Il Master di Felicità nasce da anni di lavoro con le persone, dall’osservazione continua e attenta delle dinamiche inconsce che l’umano mette in atto nel suo quotidiano e delle quali spesso è assolutamente vittima inconsapevole.

Quando ho posto la domanda “Vuoi essere felice?”, tutte le persone partecipanti ai miei corsi in tanti anni di lavoro mi hanno sempre risposto “Si”.

Eppure, quando arrivava il momento di fare realmente qualcosa di concreto ed efficace per la propria felicità all’istante emergevano resistenze di ogni sorta.

La felicità, meta ambita, desiderata, ricercata dall’essere umano, si dimostrava e si dimostra essere anche meta temuta e sentimento considerato spesso impossibile nella propria esistenza.

Nei vari workshop che ho proposto, i partecipanti hanno lasciato emergere le loro paure rispetto alla felicità e i forti condizionamenti che non permettono alla felicità stessa di entrare nelle loro vite.

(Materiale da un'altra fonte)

//! Physical-to-virtual address translation, shared by [`crate::pmm`] and
//! [`crate::mapper`].
//!
//! On real hardware this is the loader-provided HHDM offset: `virt = phys +
//! offset`. In host tests it is a plain heap buffer standing in for a slice
//! of "physical memory", so PMM and MMU logic can be exercised without a
//! kernel target.

use vireo_core::addr::PhysAddr;

/// Translates a physical address into a pointer usable to read or write the
/// byte(s) at that physical location.
///
/// # Safety
///
/// The returned pointer must be valid for the lifetime of `self` and must
/// not alias any other live Rust reference while the caller holds whatever
/// lock protects the physical resource in question.
pub unsafe trait PhysMap: Send + Sync {
    /// Maps `addr` to a byte pointer.
    fn ptr(&self, addr: PhysAddr) -> *mut u8;
}
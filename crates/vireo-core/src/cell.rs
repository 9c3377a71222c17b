//! A minimal `UnsafeCell` wrapper that opts into `Send + Sync`.
//!
//! Used for statics where synchronization is handled externally (e.g. boot
//! data written once before any concurrent access exists).

use core::cell::UnsafeCell;

/// An `UnsafeCell` wrapper that implements `Send` and `Sync`.
///
/// # Safety
///
/// The caller must ensure all accesses are properly synchronised. This type
/// exists for cases where the compiler cannot prove safety but the
/// programmer can.
#[repr(transparent)]
pub struct RacyCell<T>(UnsafeCell<T>);

// SAFETY: callers are responsible for synchronising accesses; `T: Send` is
// required because the data may move between threads.
unsafe impl<T: Send> Send for RacyCell<T> {}
// SAFETY: same as above.
unsafe impl<T: Sync> Sync for RacyCell<T> {}

impl<T> RacyCell<T> {
    /// Creates a new `RacyCell` wrapping `value`.
    #[inline]
    pub const fn new(value: T) -> Self {
        Self(UnsafeCell::new(value))
    }

    /// Returns a raw pointer to the underlying data.
    #[inline]
    pub const fn get(&self) -> *mut T {
        self.0.get()
    }

    /// Returns a mutable reference to the underlying data.
    #[inline]
    pub fn get_mut(&mut self) -> &mut T {
        self.0.get_mut()
    }
}
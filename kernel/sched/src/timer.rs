//! Architecture-independent timer-tick entry point.
//!
//! The APIC/PIT driver that actually programs hardware timers is
//! out-of-scope architecture glue; this trait is the seam it
//! calls through once per timer interrupt, so this crate never depends on
//! any concrete timer hardware.

use crate::context::ContextSwitch;
use crate::clock::MonotonicClock;
use crate::scheduler::Scheduler;

/// Receives one timer interrupt's worth of bookkeeping.
///
/// `now_ns` is provided by the caller (usually read from the same hardware
/// that raised the interrupt) but implementations are free to ignore it and
/// consult their own [`MonotonicClock`] instead, which is what
/// [`Scheduler`] does.
pub trait TimerTick {
    /// Advances tick bookkeeping. Never switches context.
    fn tick(&self, now_ns: u64);
}

impl<C: MonotonicClock, X: ContextSwitch> TimerTick for Scheduler<C, X> {
    fn tick(&self, _now_ns: u64) {
        self.timer_tick();
    }
}
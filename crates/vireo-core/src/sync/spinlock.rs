//! A plain busy-wait spinlock, without interrupt masking.
//!
//! Safe to use only for data never touched from an interrupt handler, or
//! when the caller has already disabled interrupts by other means (e.g.
//! nested inside an [`super::IrqSpinLock`]). Prefer [`super::IrqSpinLock`]
//! unless you can state the invariant that makes this one safe.

use core::cell::UnsafeCell;
use core::ops::{Deref, DerefMut};
use core::sync::atomic::{AtomicBool, Ordering};

/// A busy-wait mutual-exclusion lock.
pub struct SpinLock<T> {
    locked: AtomicBool,
    data: UnsafeCell<T>,
}

// SAFETY: access to the inner `T` is serialized by `locked`.
unsafe impl<T: Send> Send for SpinLock<T> {}
// SAFETY: same as above.
unsafe impl<T: Send> Sync for SpinLock<T> {}

impl<T> SpinLock<T> {
    /// Creates a new unlocked spinlock wrapping `value`.
    pub const fn new(value: T) -> Self {
        Self {
            locked: AtomicBool::new(false),
            data: UnsafeCell::new(value),
        }
    }

    /// Acquires the lock, spinning until it becomes available.
    pub fn lock(&self) -> SpinLockGuard<'_, T> {
        while self
            .locked
            .compare_exchange_weak(false, true, Ordering::Acquire, Ordering::Relaxed)
            .is_err()
        {
            core::hint::spin_loop();
        }
        SpinLockGuard { lock: self }
    }

    /// Attempts to acquire the lock without spinning.
    pub fn try_lock(&self) -> Option<SpinLockGuard<'_, T>> {
        self.locked
            .compare_exchange(false, true, Ordering::Acquire, Ordering::Relaxed)
            .ok()
            .map(|()| SpinLockGuard { lock: self })
    }

    /// Returns `true` if the lock is currently held.
    pub fn is_locked(&self) -> bool {
        self.locked.load(Ordering::Relaxed)
    }
}

/// RAII guard releasing a [`SpinLock`] on drop.
pub struct SpinLockGuard<'a, T> {
    lock: &'a SpinLock<T>,
}

impl<T> Deref for SpinLockGuard<'_, T> {
    type Target = T;
    fn deref(&self) -> &T {
        // SAFETY: holding the guard means we hold the lock.
        unsafe { &*self.lock.data.get() }
    }
}

impl<T> DerefMut for SpinLockGuard<'_, T> {
    fn deref_mut(&mut self) -> &mut T {
        // SAFETY: holding the guard means we hold the lock.
        unsafe { &mut *self.lock.data.get() }
    }
}

impl<T> Drop for SpinLockGuard<'_, T> {
    fn drop(&mut self) {
        self.lock.locked.store(false, Ordering::Release);
    }
}

#[cfg(test)]
mod tests {
    use super::*;

    #[test]
    fn lock_unlock_roundtrip() {
        let lock = SpinLock::new(5);
        {
            let mut guard = lock.lock();
            *guard += 1;
        }
        assert_eq!(*lock.lock(), 6);
    }

    #[test]
    fn try_lock_fails_while_held() {
        let lock = SpinLock::new(0);
        let _guard = lock.lock();
        assert!(lock.try_lock().is_none());
    }

    #[test]
    fn is_locked_reflects_state() {
        let lock = SpinLock::new(0);
        assert!(!lock.is_locked());
        let guard = lock.lock();
        assert!(lock.is_locked());
        drop(guard);
        assert!(!lock.is_locked());
    }

    #[test]
    fn concurrent_increments_are_serialized() {
        use std::sync::Arc;
        use std::thread;

        let lock = Arc::new(SpinLock::new(0u64));
        let mut handles = Vec::new();
        for _ in 0..8 {
            let lock = lock.clone();
            handles.push(thread::spawn(move || {
                for _ in 0..1000 {
                    *lock.lock() += 1;
                }
            }));
        }
        for h in handles {
            h.join().unwrap();
        }
        assert_eq!(*lock.lock(), 8000);
    }
}
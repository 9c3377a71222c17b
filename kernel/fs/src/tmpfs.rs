//! tmpfs: an in-memory reference filesystem.
//!
//! Grounded on `original_source/src/include/fs/tmpfs.h` for the node shape
//! (a tagged union of file/dir/symlink data behind one `tmpfs_node_t`) and
//! `original_source/src/kernel/fs/tmpfs.c` for the algorithms: grow-by-
//! doubling file buffers, directories as entry lists seeded with `.`/`..`,
//! rmdir refusing anything but an empty directory, unlink refusing
//! directories. The source's manual `tmpfs_node_t *` links become
//! `Arc<Vnode>`; the source's single mutex per mount becomes one
//! [`IrqSpinLock`] per node, matching this crate's "every lock is IRQ-safe
//! spin" rule from `lib.rs`.

extern crate alloc;

use alloc::boxed::Box;
use alloc::string::{String, ToString};
use alloc::sync::{Arc, Weak};
use alloc::vec::Vec;
use core::sync::atomic::{AtomicU64, Ordering};

use vireo_core::error::{KError, KResult};
use vireo_core::id::{DeviceId, MountId};
use vireo_core::sync::IrqSpinLock;

use crate::vfs::{
    DirEntry, FilesystemOps, FilesystemType, MountFlags, OpenFlags, Vnode, VnodeAttr, VnodeOps, VnodeType,
};

/// Initial capacity given to a new file's backing buffer before the first
/// doubling.
const INITIAL_FILE_CAPACITY: usize = 4096;

enum TmpfsData {
    File(Vec<u8>),
    Dir(Vec<(String, Arc<Vnode>)>),
    Symlink(String),
}

/// A tmpfs node's private payload, reachable through [`Vnode::data`].
struct TmpfsNode {
    data: IrqSpinLock<TmpfsData>,
}

impl TmpfsNode {
    fn file() -> Box<dyn core::any::Any + Send + Sync> {
        Box::new(Self { data: IrqSpinLock::new(TmpfsData::File(Vec::new())) })
    }

    fn dir() -> Box<dyn core::any::Any + Send + Sync> {
        Box::new(Self { data: IrqSpinLock::new(TmpfsData::Dir(Vec::new())) })
    }

    fn symlink(target: String) -> Box<dyn core::any::Any + Send + Sync> {
        Box::new(Self { data: IrqSpinLock::new(TmpfsData::Symlink(target)) })
    }
}

fn node_of(vnode: &Vnode) -> &TmpfsNode {
    vnode.data.downcast_ref::<TmpfsNode>().expect("foreign vnode passed to tmpfs ops")
}

/// Per-mount counters shared between a [`TmpfsFs`] and its [`TmpfsOps`]
/// (per-mount stats: total nodes, total bytes).
struct TmpfsShared {
    next_ino: AtomicU64,
    total_nodes: AtomicU64,
    total_bytes: AtomicU64,
}

impl TmpfsShared {
    fn alloc_ino(&self) -> u64 {
        self.next_ino.fetch_add(1, Ordering::AcqRel)
    }
}

/// The [`VnodeOps`] implementation shared by every vnode of one tmpfs
/// mount. Holds a weak handle to its own enclosing `Arc` (set via
/// `Arc::new_cyclic` in [`TmpfsType::mount`]) so methods that only ever see
/// `&self` can still hand a fresh `Arc<dyn VnodeOps>` to a newly created
/// vnode.
struct TmpfsOps {
    mount: MountId,
    shared: Arc<TmpfsShared>,
    self_weak: Weak<TmpfsOps>,
}

impl TmpfsOps {
    fn self_arc(&self) -> Arc<TmpfsOps> {
        self.self_weak.upgrade().expect("tmpfs ops dropped its own last reference")
    }

    fn new_vnode(
        &self,
        vtype: VnodeType,
        mode: u32,
        data: Box<dyn core::any::Any + Send + Sync>,
        parent: Option<&Arc<Vnode>>,
    ) -> Arc<Vnode> {
        let ino = self.shared.alloc_ino();
        let attr = VnodeAttr { mode, ..VnodeAttr::default() };
        self.shared.total_nodes.fetch_add(1, Ordering::AcqRel);
        Vnode::new(self.mount, ino, vtype, attr, self.self_arc() as Arc<dyn VnodeOps>, parent, data)
    }
}

impl VnodeOps for TmpfsOps {
    fn read(&self, vnode: &Vnode, buf: &mut [u8], offset: u64) -> KResult<usize> {
        let node = node_of(vnode);
        let guard = node.data.lock();
        let TmpfsData::File(bytes) = &*guard else {
            return Err(KError::IsADirectory);
        };
        let offset = usize::try_from(offset).map_err(|_| KError::Overflow)?;
        if offset >= bytes.len() {
            return Ok(0);
        }
        let available = &bytes[offset..];
        let n = available.len().min(buf.len());
        buf[..n].copy_from_slice(&available[..n]);
        Ok(n)
    }

    fn write(&self, vnode: &Vnode, buf: &[u8], offset: u64) -> KResult<usize> {
        let node = node_of(vnode);
        let mut guard = node.data.lock();
        let TmpfsData::File(bytes) = &mut *guard else {
            return Err(KError::IsADirectory);
        };
        let offset = usize::try_from(offset).map_err(|_| KError::Overflow)?;
        let new_len = offset.checked_add(buf.len()).ok_or(KError::Overflow)?;
        if new_len > bytes.len() {
            grow_to(bytes, new_len);
        }
        bytes[offset..new_len].copy_from_slice(buf);
        let size = bytes.len() as u64;
        drop(guard);
        vnode.with_attr_mut(|attr| attr.size = size);
        Ok(buf.len())
    }

    fn truncate(&self, vnode: &Vnode, size: u64) -> KResult<()> {
        let node = node_of(vnode);
        let mut guard = node.data.lock();
        let TmpfsData::File(bytes) = &mut *guard else {
            return Err(KError::IsADirectory);
        };
        let size = usize::try_from(size).map_err(|_| KError::Overflow)?;
        if size <= bytes.len() {
            bytes.truncate(size);
        } else {
            grow_to(bytes, size);
        }
        let new_len = bytes.len() as u64;
        drop(guard);
        vnode.with_attr_mut(|attr| attr.size = new_len);
        Ok(())
    }

    fn sync(&self, _vnode: &Vnode) -> KResult<()> {
        Ok(())
    }

    fn lookup(&self, dir: &Vnode, name: &str) -> KResult<Arc<Vnode>> {
        with_dir(dir, |entries| {
            entries.iter().find(|(n, _)| n == name).map(|(_, v)| Arc::clone(v)).ok_or(KError::NotFound)
        })
    }

    fn create(&self, dir: &Vnode, name: &str, mode: u32) -> KResult<Arc<Vnode>> {
        if entry_exists(dir, name)? {
            return Err(KError::AlreadyExists);
        }
        let child = self.new_vnode(VnodeType::File, mode, TmpfsNode::file(), Some(&dir.self_arc()));
        with_dir_mut(dir, |entries| entries.push((name.to_string(), Arc::clone(&child))))?;
        Ok(child)
    }

    fn mkdir(&self, dir: &Vnode, name: &str, mode: u32) -> KResult<Arc<Vnode>> {
        if entry_exists(dir, name)? {
            return Err(KError::AlreadyExists);
        }
        let parent_arc = dir.self_arc();
        let child = self.new_vnode(VnodeType::Dir, mode, TmpfsNode::dir(), Some(&parent_arc));
        with_dir_mut(&child, |entries| {
            entries.push((".".to_string(), Arc::clone(&child)));
            entries.push(("..".to_string(), Arc::clone(&parent_arc)));
        })?;
        with_dir_mut(dir, |entries| entries.push((name.to_string(), Arc::clone(&child))))?;
        Ok(child)
    }

    fn rmdir(&self, dir: &Vnode, name: &str) -> KResult<()> {
        let child = self.lookup(dir, name)?;
        if child.vtype() != VnodeType::Dir {
            return Err(KError::NotADirectory);
        }
        let is_empty = with_dir(&child, |entries| entries.len() <= 2)?;
        if !is_empty {
            return Err(KError::NotEmpty);
        }
        with_dir_mut(dir, |entries| entries.retain(|(n, _)| n != name))?;
        self.shared.total_nodes.fetch_sub(1, Ordering::AcqRel);
        Ok(())
    }

    fn unlink(&self, dir: &Vnode, name: &str) -> KResult<()> {
        let child = self.lookup(dir, name)?;
        if child.vtype() == VnodeType::Dir {
            return Err(KError::IsADirectory);
        }
        with_dir_mut(dir, |entries| entries.retain(|(n, _)| n != name))?;
        let remaining = child.with_attr_mut(|attr| {
            attr.nlink = attr.nlink.saturating_sub(1);
            attr.nlink
        });
        if remaining == 0 {
            self.shared.total_nodes.fetch_sub(1, Ordering::AcqRel);
        }
        Ok(())
    }

    fn rename(&self, old_dir: &Vnode, old_name: &str, new_dir: &Vnode, new_name: &str) -> KResult<()> {
        let moved = self.lookup(old_dir, old_name)?;
        if moved.vtype() == VnodeType::Dir {
            moved.set_parent(&new_dir.self_arc());
            with_dir_mut(&moved, |entries| {
                if let Some(entry) = entries.iter_mut().find(|(n, _)| n == "..") {
                    entry.1 = new_dir.self_arc();
                }
            })?;
        }
        with_dir_mut(new_dir, |entries| {
            entries.retain(|(n, _)| n != new_name);
            entries.push((new_name.to_string(), Arc::clone(&moved)));
        })?;
        with_dir_mut(old_dir, |entries| entries.retain(|(n, _)| n != old_name))?;
        Ok(())
    }

    fn readdir(&self, dir: &Vnode, offset: &mut u64) -> KResult<Option<DirEntry>> {
        with_dir(dir, |entries| {
            let idx = usize::try_from(*offset).map_err(|_| KError::Overflow)?;
            Ok(entries.get(idx).map(|(name, vnode)| {
                *offset += 1;
                DirEntry { ino: vnode.ino(), name: name.clone(), vtype: vnode.vtype() }
            }))
        })?
    }

    fn symlink(&self, dir: &Vnode, name: &str, target: &str) -> KResult<()> {
        if entry_exists(dir, name)? {
            return Err(KError::AlreadyExists);
        }
        let parent_arc = dir.self_arc();
        let child =
            self.new_vnode(VnodeType::Symlink, 0o777, TmpfsNode::symlink(target.to_string()), Some(&parent_arc));
        child.with_attr_mut(|attr| attr.size = target.len() as u64);
        with_dir_mut(dir, |entries| entries.push((name.to_string(), child)))?;
        Ok(())
    }

    fn readlink(&self, vnode: &Vnode) -> KResult<String> {
        let node = node_of(vnode);
        let guard = node.data.lock();
        match &*guard {
            TmpfsData::Symlink(target) => Ok(target.clone()),
            _ => Err(KError::InvalidArgument),
        }
    }

    fn link(&self, dir: &Vnode, name: &str, target: &Arc<Vnode>) -> KResult<()> {
        if target.vtype() == VnodeType::Dir {
            return Err(KError::NotPermitted);
        }
        if entry_exists(dir, name)? {
            return Err(KError::AlreadyExists);
        }
        with_dir_mut(dir, |entries| entries.push((name.to_string(), Arc::clone(target))))?;
        target.with_attr_mut(|attr| attr.nlink += 1);
        Ok(())
    }

    fn open(&self, _vnode: &Vnode, _flags: OpenFlags) -> KResult<()> {
        Ok(())
    }

    fn close(&self, _vnode: &Vnode) -> KResult<()> {
        Ok(())
    }

    fn release(&self, vnode: &Vnode) {
        if let TmpfsData::File(bytes) = &*node_of(vnode).data.lock() {
            self.shared.total_bytes.fetch_sub(bytes.len() as u64, Ordering::AcqRel);
        }
    }
}

fn grow_to(bytes: &mut Vec<u8>, needed: usize) {
    if bytes.capacity() < needed {
        let mut new_cap = bytes.capacity().max(INITIAL_FILE_CAPACITY);
        while new_cap < needed {
            new_cap *= 2;
        }
        bytes.reserve(new_cap - bytes.len());
    }
    bytes.resize(needed, 0);
}

fn with_dir<R>(vnode: &Vnode, f: impl FnOnce(&[(String, Arc<Vnode>)]) -> R) -> KResult<R> {
    let node = node_of(vnode);
    let guard = node.data.lock();
    match &*guard {
        TmpfsData::Dir(entries) => Ok(f(entries)),
        _ => Err(KError::NotADirectory),
    }
}

fn with_dir_mut<R>(vnode: &Vnode, f: impl FnOnce(&mut Vec<(String, Arc<Vnode>)>) -> R) -> KResult<R> {
    let node = node_of(vnode);
    let mut guard = node.data.lock();
    match &mut *guard {
        TmpfsData::Dir(entries) => Ok(f(entries)),
        _ => Err(KError::NotADirectory),
    }
}

fn entry_exists(dir: &Vnode, name: &str) -> KResult<bool> {
    with_dir(dir, |entries| entries.iter().any(|(n, _)| n == name))
}

/// A mounted tmpfs instance.
struct TmpfsFs {
    root: Arc<Vnode>,
    shared: Arc<TmpfsShared>,
}

impl FilesystemOps for TmpfsFs {
    fn root(&self) -> Arc<Vnode> {
        Arc::clone(&self.root)
    }

    fn sync_fs(&self) -> KResult<()> {
        Ok(())
    }

    fn unmount(&self) -> KResult<()> {
        Ok(())
    }
}

/// Registers tmpfs as a mountable filesystem type under the name
/// `"tmpfs"`.
pub struct TmpfsType;

impl TmpfsType {
    /// Creates the tmpfs filesystem type, ready to register with a [`Vfs`](crate::vfs::Vfs).
    #[must_use]
    pub fn new() -> Self {
        Self
    }
}

impl Default for TmpfsType {
    fn default() -> Self {
        Self::new()
    }
}

impl FilesystemType for TmpfsType {
    fn name(&self) -> &str {
        "tmpfs"
    }

    fn mount(&self, mount: MountId, _device: Option<DeviceId>, _flags: MountFlags) -> KResult<Arc<dyn FilesystemOps>> {
        let shared = Arc::new(TmpfsShared {
            next_ino: AtomicU64::new(1),
            total_nodes: AtomicU64::new(0),
            total_bytes: AtomicU64::new(0),
        });
        let ops = Arc::new_cyclic(|self_weak| TmpfsOps {
            mount,
            shared: Arc::clone(&shared),
            self_weak: self_weak.clone(),
        });
        let ino = shared.alloc_ino();
        let root = Vnode::new(
            mount,
            ino,
            VnodeType::Dir,
            VnodeAttr { mode: 0o755, ..VnodeAttr::default() },
            Arc::clone(&ops) as Arc<dyn VnodeOps>,
            None,
            TmpfsNode::dir(),
        );
        with_dir_mut(&root, |entries| {
            entries.push((".".to_string(), Arc::clone(&root)));
            entries.push(("..".to_string(), Arc::clone(&root)));
        })
        .expect("freshly created root is a directory");
        shared.total_nodes.fetch_add(1, Ordering::AcqRel);
        Ok(Arc::new(TmpfsFs { root, shared }))
    }
}

#[cfg(test)]
mod tests {
    use super::*;
    use crate::vfs::Vfs;

    fn mounted() -> Vfs {
        let vfs = Vfs::new();
        vfs.register_filesystem(Arc::new(TmpfsType::new())).unwrap();
        vfs.mount("tmpfs", "/", None, MountFlags::empty()).unwrap();
        vfs
    }

    #[test]
    fn write_past_initial_capacity_doubles_buffer() {
        let vfs = mounted();
        let file = vfs.open("/", "/big", OpenFlags::CREAT | OpenFlags::WRONLY, 0o644).unwrap();
        let chunk = alloc::vec![0xABu8; INITIAL_FILE_CAPACITY + 1];
        assert_eq!(
            vireo_core::fd::FileHandle::write(&*file, &chunk).unwrap(),
            INITIAL_FILE_CAPACITY + 1
        );
        assert_eq!(vfs.lookup("/", "/big").unwrap().attr().size, (INITIAL_FILE_CAPACITY + 1) as u64);
    }

    #[test]
    fn truncate_down_then_up_zero_fills_new_tail() {
        let vfs = mounted();
        let file = vfs.open("/", "/f", OpenFlags::CREAT | OpenFlags::RDWR, 0o644).unwrap();
        vireo_core::fd::FileHandle::write(&*file, b"abcdef").unwrap();
        let vnode = vfs.lookup("/", "/f").unwrap();
        vnode.ops().truncate(&vnode, 2).unwrap();
        vnode.ops().truncate(&vnode, 5).unwrap();
        let mut buf = [0u8; 5];
        assert_eq!(vnode.ops().read(&vnode, &mut buf, 0).unwrap(), 5);
        assert_eq!(buf, [b'a', b'b', 0, 0, 0]);
    }

    #[test]
    fn fresh_directory_contains_only_dot_and_dotdot() {
        let vfs = mounted();
        vfs.mkdir("/", "/d", 0o755).unwrap();
        let dir = vfs.lookup("/", "/d").unwrap();
        let count = with_dir(&dir, <[_]>::len).unwrap();
        assert_eq!(count, 2);
    }

    #[test]
    fn rmdir_requires_empty_directory() {
        let vfs = mounted();
        vfs.mkdir("/", "/d", 0o755).unwrap();
        vfs.mkdir("/", "/d/child", 0o755).unwrap();
        assert_eq!(vfs.rmdir("/", "/d"), Err(KError::NotEmpty));
        vfs.rmdir("/", "/d/child").unwrap();
        vfs.rmdir("/", "/d").unwrap();
    }

    #[test]
    fn creating_duplicate_name_fails() {
        let vfs = mounted();
        vfs.open("/", "/dup", OpenFlags::CREAT | OpenFlags::WRONLY, 0o644).unwrap();
        let err = vfs.open("/", "/dup", OpenFlags::CREAT | OpenFlags::EXCL | OpenFlags::WRONLY, 0o644).unwrap_err();
        assert_eq!(err, KError::AlreadyExists);
    }
}
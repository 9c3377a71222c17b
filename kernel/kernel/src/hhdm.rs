//! Higher-half direct map offset and the physical-memory translation it
//! provides.
//!
//! Limine maps all usable physical memory once, contiguously, starting at
//! an offset it reports in its boot response; that offset is read once
//! from the bootloader response and handed to every layer as an opaque
//! translation function. [`HhdmPhysMap`] is the one
//! [`vireo_mm::phys_map::PhysMap`] implementation this workspace ships: a
//! zero-sized handle whose `ptr` is just `phys + offset`.
//!
//! Grounded on `hadron-kernel/src/mm/hhdm.rs`'s module-global offset plus
//! `phys_to_virt` free function.

use core::sync::atomic::{AtomicU64, Ordering};

use vireo_core::addr::PhysAddr;
use vireo_mm::phys_map::PhysMap;

static HHDM_OFFSET: AtomicU64 = AtomicU64::new(0);

/// Records the HHDM offset Limine reported. Must be called exactly once,
/// before any [`HhdmPhysMap`] is used.
pub fn init(offset: u64) {
    HHDM_OFFSET.store(offset, Ordering::Release);
}

/// Returns the HHDM offset recorded by [`init`].
#[must_use]
pub fn offset() -> u64 {
    HHDM_OFFSET.load(Ordering::Acquire)
}

/// Translates a physical address to its HHDM virtual address.
#[must_use]
pub fn phys_to_virt(addr: PhysAddr) -> u64 {
    addr.as_u64() + offset()
}

/// The workspace's one real [`PhysMap`]: physical memory accessed through
/// the bootloader's higher-half direct map.
///
/// Zero-sized and freely copyable; every PMM/MMU/heap singleton in
/// [`crate::state`] is parameterized by this type.
#[derive(Debug, Clone, Copy, Default)]
pub struct HhdmPhysMap;

// SAFETY: `ptr` returns `phys + offset()`, which Limine guarantees is
// mapped read-write for every byte of usable physical memory once `init`
// has recorded the real offset.
unsafe impl PhysMap for HhdmPhysMap {
    fn ptr(&self, addr: PhysAddr) -> *mut u8 {
        phys_to_virt(addr) as *mut u8
    }
}

#[cfg(test)]
mod tests {
    use super::*;

    #[test]
    fn translates_with_recorded_offset() {
        init(0xffff_8000_0000_0000);
        assert_eq!(phys_to_virt(PhysAddr::new(0x1000)), 0xffff_8000_0000_1000);
    }
}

Ho compreso che la felicità è una condizione dello spirito e quindi immateriale ed è una conquista, uno status che va coltivato. Richiede che ci si metta in gioco e che si acquisisca consapevolezza di Sé e dei tanti schemi acquisiti che condizionano il proprio vivere quotidiano.

Cercare di creare questa condizione attraverso “cose” e quindi materiali non funziona e si finisce per confondere un piacere passeggero con uno stato profondo e durevole quale è la felicità.

È certamente fuori da ogni dubbio che ognuno di noi desideri una vita felice. Ma come si conquista questo status così ambito eppur temuto?

Il Master di Felicità è nato come risposta a questa domanda.

Si vuole, con questo percorso, fornire gli strumenti affinché il partecipante possa cogliere la bellezza nel proprio vivere quotidiano e trasformare in vantaggi le provocazioni che riceve dalla vita.

Il primo passo è comprendere che ogni essere umano è co-creatore della propria vita e quindi che è l’unico “Sovrano del proprio Regno”. In quanto tale è colui che può determinare la felicità nel proprio vivere e può scegliere per sé.

È poi fondamentale comprendere quali sono i fattori che determinano o limitano la propria felicità e il passo successivo è quello di rimuovere ciò che ci ostacola (convinzioni limitanti, schemi, abitudini, condizionamenti famigliari e sociali, etc).

A rendere particolare ed efficace questo progetto, è che ha una enorme ricchezza di contenuti e di strumenti efficaci che, messi scientemente in mano del partecipante, possono realmente essere causa in lui di uno stato profondo e duraturo nel tempo di felicità.

Altra caratteristica di questo progetto è quello di non essere un percorso per tutti. E’ rivolto a chi veramente scelga di essere il fautore del proprio destino, a chi realmente scelga di essere felice e di contagiare così anche il proprio ambiente circostante.

È particolarmente indicato ai leader o per chi vuole diventare leader.

Portare felicità nella propria vita significa portare felicità nella propria famiglia e vivere così relazioni più appaganti con il proprio coniuge e con i propri figli.

Significa portare felicità nella propria azienda e creare così un clima più sereno e di conseguenza maggiormente produttivo.

Significa influenzare positivamente ogni ambito della propria vita, a partire dalla propria salute.

Significa anche tante altre cose. Ma per scoprirle, l’invito è a partecipare.

Ognuno è il benvenuto in questa avventura.

C’è solo una condizione, che io definisco “piccola”: avere la disponibilità a mettersi in gioco.